GIVEN ENTRIES:

use criterion::{Criterion, criterion_group, criterion_main};
use std::hint::black_box;

use rand::SeedableRng;
use rand::rngs::StdRng;

use gridiron_paths::career::{build_game_player, merge_team_history};
use gridiron_paths::espn::{
    parse_athlete_bio_json, parse_athlete_detail_json, parse_depth_chart_json, parse_search_json,
};
use gridiron_paths::model::{RosterPlayer, TeamHistoryEntry};
use gridiron_paths::pool::starters_from_depth_chart;
use gridiron_paths::sampler::RoundSampler;

fn journeyman_history(stints: usize) -> Vec<TeamHistoryEntry> {
    // Newest first; every team is listed for two consecutive seasons.
    (0..stints * 2)
        .rev()
        .map(|season| {
            let team = season / 2;
            TeamHistoryEntry {
                team_id: Some(team.to_string()),
                name: format!("Team {team}"),
                logo: String::new(),
                seasons: (2000 + season).to_string(),
            }
        })
        .collect()
}

fn bench_career_merge(c: &mut Criterion) {
    let history = journeyman_history(12);
    c.bench_function("career_merge", |b| {
        b.iter(|| {
            let stops = merge_team_history(black_box(&history));
            black_box(stops.len());
        })
    });
}

fn bench_career_build_from_fixtures(c: &mut Criterion) {
    c.bench_function("career_build_from_fixtures", |b| {
        b.iter(|| {
            let detail = parse_athlete_detail_json(black_box(ATHLETE_JSON)).unwrap();
            let bio = parse_athlete_bio_json(black_box(BIO_JSON)).unwrap();
            let player = build_game_player(&detail, &bio).unwrap();
            black_box(player.career_path.len());
        })
    });
}

fn bench_depth_chart_starters(c: &mut Criterion) {
    let slots = ["qb", "rb", "wr1", "wr2", "te", "pk"];
    c.bench_function("depth_chart_starters", |b| {
        b.iter(|| {
            let chart = parse_depth_chart_json(black_box(DEPTH_CHART_JSON)).unwrap();
            let starters = starters_from_depth_chart(&chart, &slots);
            black_box(starters.len());
        })
    });
}

fn bench_search_parse(c: &mut Criterion) {
    c.bench_function("search_parse", |b| {
        b.iter(|| {
            let results = parse_search_json(black_box(SEARCH_JSON)).unwrap();
            black_box(results.len());
        })
    });
}

fn bench_sampler_pick(c: &mut Criterion) {
    let pool: Vec<RosterPlayer> = (0..700)
        .map(|idx| RosterPlayer {
            id: idx.to_string(),
            full_name: format!("Player {idx}"),
            position: "LB".to_string(),
            headshot: String::new(),
        })
        .collect();
    c.bench_function("sampler_pick", |b| {
        let mut sampler = RoundSampler::new();
        let mut rng = StdRng::seed_from_u64(42);
        b.iter(|| {
            let pick = sampler.pick_random_player(black_box(&pool), &mut rng);
            black_box(pick.map(|p| p.id));
        })
    });
}

criterion_group!(
    perf,
    bench_career_merge,
    bench_career_build_from_fixtures,
    bench_depth_chart_starters,
    bench_search_parse,
    bench_sampler_pick
);
criterion_main!(perf);

static ATHLETE_JSON: &str = include_str!("../tests/fixtures/athlete_detail.json");
static BIO_JSON: &str = include_str!("../tests/fixtures/athlete_bio.json");
static DEPTH_CHART_JSON: &str = include_str!("../tests/fixtures/depth_chart.json");
static SEARCH_JSON: &str = include_str!("../tests/fixtures/search.json");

WHAT TO DO: Every single entry is to be retyped exactly.

SOLVED PROBLEM:
use criterion::{Criterion, criterion_group, criterion_main};
use std::hint::black_box;

use rand::SeedableRng;
use rand::rngs::StdRng;

use gridiron_paths::career::{build_game_player, merge_team_history};
use gridiron_paths::espn::{
    parse_athlete_bio_json, parse_athlete_detail_json, parse_depth_chart_json, parse_search_json,
};
use gridiron_paths::model::{RosterPlayer, TeamHistoryEntry};
use gridiron_paths::pool::starters_from_depth_chart;
use gridiron_paths::sampler::RoundSampler;

fn journeyman_history(stints: usize) -> Vec<TeamHistoryEntry> {
    // Newest first; every team is listed for two consecutive seasons.
    (0..stints * 2)
        .rev()
        .map(|season| {
            let team = season / 2;
            TeamHistoryEntry {
                team_id: Some(team.to_string()),
                name: format!("Team {team}"),
                logo: String::new(),
                seasons: (2000 + season).to_string(),
            }
        })
        .collect()
}

fn bench_career_merge(c: &mut Criterion) {
    let history = journeyman_history(12);
    c.bench_function("career_merge", |b| {
        b.iter(|| {
            let stops = merge_team_history(black_box(&history));
            black_box(stops.len());
        })
    });
}

fn bench_career_build_from_fixtures(c: &mut Criterion) {
    c.bench_function("career_build_from_fixtures", |b| {
        b.iter(|| {
            let detail = parse_athlete_detail_json(black_box(ATHLETE_JSON)).unwrap();
            let bio = parse_athlete_bio_json(black_box(BIO_JSON)).unwrap();
            let player = build_game_player(&detail, &bio).unwrap();
            black_box(player.career_path.len());
        })
    });
}

fn bench_depth_chart_starters(c: &mut Criterion) {
    let slots = ["qb", "rb", "wr1", "wr2", "te", "pk"];
    c.bench_function("depth_chart_starters", |b| {
        b.iter(|| {
            let chart = parse_depth_chart_json(black_box(DEPTH_CHART_JSON)).unwrap();
            let starters = starters_from_depth_chart(&chart, &slots);
            black_box(starters.len());
        })
    });
}

fn bench_search_parse(c: &mut Criterion) {
    c.bench_function("search_parse", |b| {
        b.iter(|| {
            let results = parse_search_json(black_box(SEARCH_JSON)).unwrap();
            black_box(results.len());
        })
    });
}

fn bench_sampler_pick(c: &mut Criterion) {
    let pool: Vec<RosterPlayer> = (0..700)
        .map(|idx| RosterPlayer {
            id: idx.to_string(),
            full_name: format!("Player {idx}"),
            position: "LB".to_string(),
            headshot: String::new(),
        })
        .collect();
    c.bench_function("sampler_pick", |b| {
        let mut sampler = RoundSampler::new();
        let mut rng = StdRng::seed_from_u64(42);
        b.iter(|| {
            let pick = sampler.pick_random_player(black_box(&pool), &mut rng);
            black_box(pick.map(|p| p.id));
        })
    });
}

criterion_group!(
    perf,
    bench_career_merge,
    bench_career_build_from_fixtures,
    bench_depth_chart_starters,
    bench_search_parse,
    bench_sampler_pick
);
criterion_main!(perf);

static ATHLETE_JSON: &str = include_str!("../tests/fixtures/athlete_detail.json");
static BIO_JSON: &str = include_str!("../tests/fixtures/athlete_bio.json");
static DEPTH_CHART_JSON: &str = include_str!("../tests/fixtures/depth_chart.json");
static SEARCH_JSON: &str = include_str!("../tests/fixtures/search.json");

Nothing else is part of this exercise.